INPUT RECORDS:
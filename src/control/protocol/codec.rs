//! Encoding of outgoing protocol lines

use crate::error::{ClaudeError, Result};
use crate::types::identifiers::RequestId;
use crate::types::permissions::PendingPermission;

use super::messages::{ControlResponse, OutgoingMessage, PermissionDecision, UserMessage};

/// Serialize a message as one NDJSON line (with trailing newline)
///
/// # Errors
/// Returns error if JSON serialization fails
pub fn encode(message: &OutgoingMessage) -> Result<String> {
    serde_json::to_string(message)
        .map(|s| format!("{s}\n"))
        .map_err(ClaudeError::from)
}

/// User message opening a turn
#[must_use]
pub fn user_message(text: impl Into<String>) -> OutgoingMessage {
    OutgoingMessage::User {
        message: UserMessage::new(text),
    }
}

/// Allow response for `pending`, running the tool with `updated_input`
#[must_use]
pub fn allow(pending: &PendingPermission, updated_input: serde_json::Value) -> OutgoingMessage {
    success(
        pending.request_id.clone(),
        PermissionDecision::Allow {
            updated_input: Some(updated_input),
            tool_use_id: pending.tool_use_id.clone(),
        },
    )
}

/// Deny response for `pending`
#[must_use]
pub fn deny(pending: &PendingPermission, message: impl Into<String>) -> OutgoingMessage {
    success(
        pending.request_id.clone(),
        PermissionDecision::Deny {
            message: message.into(),
            tool_use_id: pending.tool_use_id.clone(),
        },
    )
}

/// Error response for a control request this client does not handle
#[must_use]
pub fn unsupported(request_id: RequestId, error: impl Into<String>) -> OutgoingMessage {
    OutgoingMessage::ControlResponse {
        response: ControlResponse::Error {
            request_id,
            error: error.into(),
        },
    }
}

fn success(request_id: RequestId, decision: PermissionDecision) -> OutgoingMessage {
    OutgoingMessage::ControlResponse {
        response: ControlResponse::Success {
            request_id,
            response: decision,
        },
    }
}
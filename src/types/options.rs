//! Session options and configuration
//!
//! This module contains the configuration object every
//! [`AgentSession`](crate::AgentSession) is constructed with, including a
//! builder pattern for easy configuration.

use std::collections::HashMap;
use std::path::PathBuf;
use std::time::Duration;

use serde::{Deserialize, Serialize};

use super::identifiers::ToolName;
use crate::transport::subprocess::config::{
    DEFAULT_CLI_NAME, DEFAULT_INACTIVITY_TIMEOUT, DEFAULT_MAX_LINE_BYTES, DEFAULT_SHUTDOWN_GRACE,
    DEFAULT_VERSION_CHECK_TIMEOUT,
};

// ============================================================================
// Session Options
// ============================================================================

/// Main options for an agent session
///
/// Durations serialize as whole milliseconds so a settings store can save and
/// load this value as-is.
#[derive(Debug, Clone, PartialEq, Serialize, Deserialize)]
#[serde(default)]
pub struct SessionOptions {
    /// Configured CLI binary: absolute path or bare name resolved via `PATH`
    pub cli_path: PathBuf,
    /// Working directory for the CLI process
    pub cwd: Option<PathBuf>,
    /// AI model to request
    pub model: Option<String>,
    /// Text appended to the CLI's default system prompt
    pub append_system_prompt: Option<String>,
    /// Tools the agent may use without asking
    pub allowed_tools: Vec<ToolName>,
    /// Tools the agent may not use
    pub disallowed_tools: Vec<ToolName>,
    /// Additional directories to add to the context
    pub add_dirs: Vec<PathBuf>,
    /// Extra environment variables for the CLI process
    pub env: HashMap<String, String>,
    /// Inactivity window while working; zero disables the watchdog
    #[serde(with = "duration_ms")]
    pub inactivity_timeout: Duration,
    /// How long `stop()` waits for a natural exit before killing
    #[serde(with = "duration_ms")]
    pub shutdown_grace: Duration,
    /// Timeout for the `--version` availability probe
    #[serde(with = "duration_ms")]
    pub version_check_timeout: Duration,
    /// Maximum accepted stdout line length in bytes
    pub max_line_bytes: usize,
}

impl Default for SessionOptions {
    fn default() -> Self {
        Self {
            cli_path: PathBuf::from(DEFAULT_CLI_NAME),
            cwd: None,
            model: None,
            append_system_prompt: None,
            allowed_tools: Vec::new(),
            disallowed_tools: Vec::new(),
            add_dirs: Vec::new(),
            env: HashMap::new(),
            inactivity_timeout: DEFAULT_INACTIVITY_TIMEOUT,
            shutdown_grace: DEFAULT_SHUTDOWN_GRACE,
            version_check_timeout: DEFAULT_VERSION_CHECK_TIMEOUT,
            max_line_bytes: DEFAULT_MAX_LINE_BYTES,
        }
    }
}

impl SessionOptions {
    /// Create a new builder for `SessionOptions`
    #[must_use]
    pub fn builder() -> SessionOptionsBuilder {
        SessionOptionsBuilder::default()
    }

    /// Inactivity window, `None` when the watchdog is disabled
    #[must_use]
    pub fn inactivity_window(&self) -> Option<Duration> {
        (!self.inactivity_timeout.is_zero()).then_some(self.inactivity_timeout)
    }
}

// ============================================================================
// Builder for SessionOptions
// ============================================================================

/// Builder for `SessionOptions`
#[derive(Debug, Default)]
pub struct SessionOptionsBuilder {
    options: SessionOptions,
}

impl SessionOptionsBuilder {
    /// Set the CLI binary (absolute path or bare name)
    #[must_use]
    pub fn cli_path(mut self, path: impl Into<PathBuf>) -> Self {
        self.options.cli_path = path.into();
        self
    }

    /// Set working directory
    #[must_use]
    pub fn cwd(mut self, path: impl Into<PathBuf>) -> Self {
        self.options.cwd = Some(path.into());
        self
    }

    /// Set model
    #[must_use]
    pub fn model(mut self, model: impl Into<String>) -> Self {
        self.options.model = Some(model.into());
        self
    }

    /// Append text to the default system prompt
    #[must_use]
    pub fn append_system_prompt(mut self, prompt: impl Into<String>) -> Self {
        self.options.append_system_prompt = Some(prompt.into());
        self
    }

    /// Add an allowed tool
    #[must_use]
    pub fn add_allowed_tool(mut self, tool: impl Into<ToolName>) -> Self {
        self.options.allowed_tools.push(tool.into());
        self
    }

    /// Add a disallowed tool
    #[must_use]
    pub fn add_disallowed_tool(mut self, tool: impl Into<ToolName>) -> Self {
        self.options.disallowed_tools.push(tool.into());
        self
    }

    /// Add a context directory
    #[must_use]
    pub fn add_dir(mut self, dir: impl Into<PathBuf>) -> Self {
        self.options.add_dirs.push(dir.into());
        self
    }

    /// Set an extra environment variable for the CLI process
    #[must_use]
    pub fn env(mut self, key: impl Into<String>, value: impl Into<String>) -> Self {
        self.options.env.insert(key.into(), value.into());
        self
    }

    /// Set the inactivity window (zero disables the watchdog)
    #[must_use]
    pub const fn inactivity_timeout(mut self, timeout: Duration) -> Self {
        self.options.inactivity_timeout = timeout;
        self
    }

    /// Set the graceful shutdown window
    #[must_use]
    pub const fn shutdown_grace(mut self, grace: Duration) -> Self {
        self.options.shutdown_grace = grace;
        self
    }

    /// Set the `--version` probe timeout
    #[must_use]
    pub const fn version_check_timeout(mut self, timeout: Duration) -> Self {
        self.options.version_check_timeout = timeout;
        self
    }

    /// Set the maximum stdout line length
    ///
    /// Zero is rejected by [`AgentSession::new`](crate::AgentSession::new).
    #[must_use]
    pub const fn max_line_bytes(mut self, bytes: usize) -> Self {
        self.options.max_line_bytes = bytes;
        self
    }

    /// Build the options
    #[must_use]
    pub fn build(self) -> SessionOptions {
        self.options
    }
}

/// Serde adapter storing a [`Duration`] as whole milliseconds
pub mod duration_ms {
    use std::time::Duration;

    use serde::{Deserialize, Deserializer, Serializer};

    /// Serialize as milliseconds
    ///
    /// # Errors
    /// Propagates serializer errors
    pub fn serialize<S: Serializer>(value: &Duration, serializer: S) -> Result<S::Ok, S::Error> {
        serializer.serialize_u64(u64::try_from(value.as_millis()).unwrap_or(u64::MAX))
    }

    /// Deserialize from milliseconds
    ///
    /// # Errors
    /// Fails when the value is not an unsigned integer
    pub fn deserialize<'de, D: Deserializer<'de>>(deserializer: D) -> Result<Duration, D::Error> {
        u64::deserialize(deserializer).map(Duration::from_millis)
    }
}
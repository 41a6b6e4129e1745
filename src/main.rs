// Terminal REPL over one Claude session
//
// Each line typed runs one turn. Permission prompts are answered with y/n;
// `/stop` ends the session and `/quit` exits.
//
// Usage: kodegen-claude-session [--dangerous] [--cwd <dir>] [--model <name>]

use std::io::Write;
use std::path::PathBuf;

use anyhow::{Context, Result, bail};
use kodegen_claude_session::{
    AgentSession, DiagnosticLevel, SessionEvent, SessionOptions, SessionState,
};
use tokio::io::{AsyncBufReadExt, BufReader};

struct Args {
    dangerous: bool,
    cwd: Option<PathBuf>,
    model: Option<String>,
}

fn parse_args() -> Result<Args> {
    let mut args = Args {
        dangerous: false,
        cwd: None,
        model: None,
    };

    let mut iter = std::env::args().skip(1);
    while let Some(arg) = iter.next() {
        match arg.as_str() {
            "--dangerous" => args.dangerous = true,
            "--cwd" => args.cwd = Some(iter.next().context("--cwd needs a directory")?.into()),
            "--model" => args.model = Some(iter.next().context("--model needs a name")?),
            other => bail!("Unknown argument: {other}"),
        }
    }
    Ok(args)
}

fn prompt(text: &str) {
    print!("{text}");
    let _ = std::io::stdout().flush();
}

#[tokio::main]
async fn main() -> Result<()> {
    env_logger::Builder::from_env(env_logger::Env::default().default_filter_or("warn")).init();

    let args = parse_args()?;
    let mut builder = SessionOptions::builder();
    if let Some(cwd) = args.cwd {
        builder = builder.cwd(cwd);
    }
    if let Some(model) = args.model {
        builder = builder.model(model);
    }

    let mut session = AgentSession::new(builder.build())?;
    let mut events = session
        .take_event_receiver()
        .context("event receiver already taken")?;

    if !session.check_availability().await {
        bail!("The claude CLI is not installed or not on PATH");
    }
    session.start(args.dangerous)?;

    let mut input = BufReader::new(tokio::io::stdin()).lines();
    prompt("> ");

    loop {
        tokio::select! {
            line = input.next_line() => {
                let Some(line) = line? else { break };
                let line = line.trim();

                match line {
                    "" => {}
                    "/quit" => break,
                    "/stop" => {
                        session.stop().await?;
                        println!("(session stopped, type anything to restart)");
                    }
                    _ if session.pending_permission().is_some() => {
                        if line.eq_ignore_ascii_case("y") {
                            session.allow()?;
                        } else {
                            session.deny(None)?;
                        }
                    }
                    text => {
                        if session.state().can_start() {
                            session.start(args.dangerous)?;
                        }
                        if let Err(e) = session.send_message(text).await {
                            eprintln!("{e}");
                            prompt("> ");
                        }
                    }
                }
            }
            Some(event) = events.recv() => match event {
                SessionEvent::TextDelta { text } => prompt(&text),
                SessionEvent::ThinkingDelta { .. } => {}
                SessionEvent::PermissionRequested(request) => {
                    println!();
                    println!("{} wants to run with {}", request.tool_name, request.input);
                    prompt("Allow? [y/N] ");
                }
                SessionEvent::TurnCompleted(summary) => {
                    println!(
                        "\n[{} turn(s), ${:.4} total]",
                        summary.stats.results, summary.stats.total_cost_usd
                    );
                    prompt("> ");
                }
                SessionEvent::Diagnostic { level: DiagnosticLevel::Error, message } => {
                    eprintln!("\nerror: {message}");
                }
                SessionEvent::InactivityTimeout { idle } => {
                    eprintln!("\n(no output for {}s, /stop to abort)", idle.as_secs());
                }
                SessionEvent::StateChanged { to: SessionState::Error, .. } => prompt("> "),
                _ => {}
            },
        }
    }

    session.stop().await?;
    Ok(())
}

WORK REQUEST: Report every line containing the string "ControlResponse" in the material.

REPLY:
use super::messages::{ControlResponse, OutgoingMessage, PermissionDecision, UserMessage};
    OutgoingMessage::ControlResponse {
        response: ControlResponse::Error {
    OutgoingMessage::ControlResponse {
        response: ControlResponse::Success {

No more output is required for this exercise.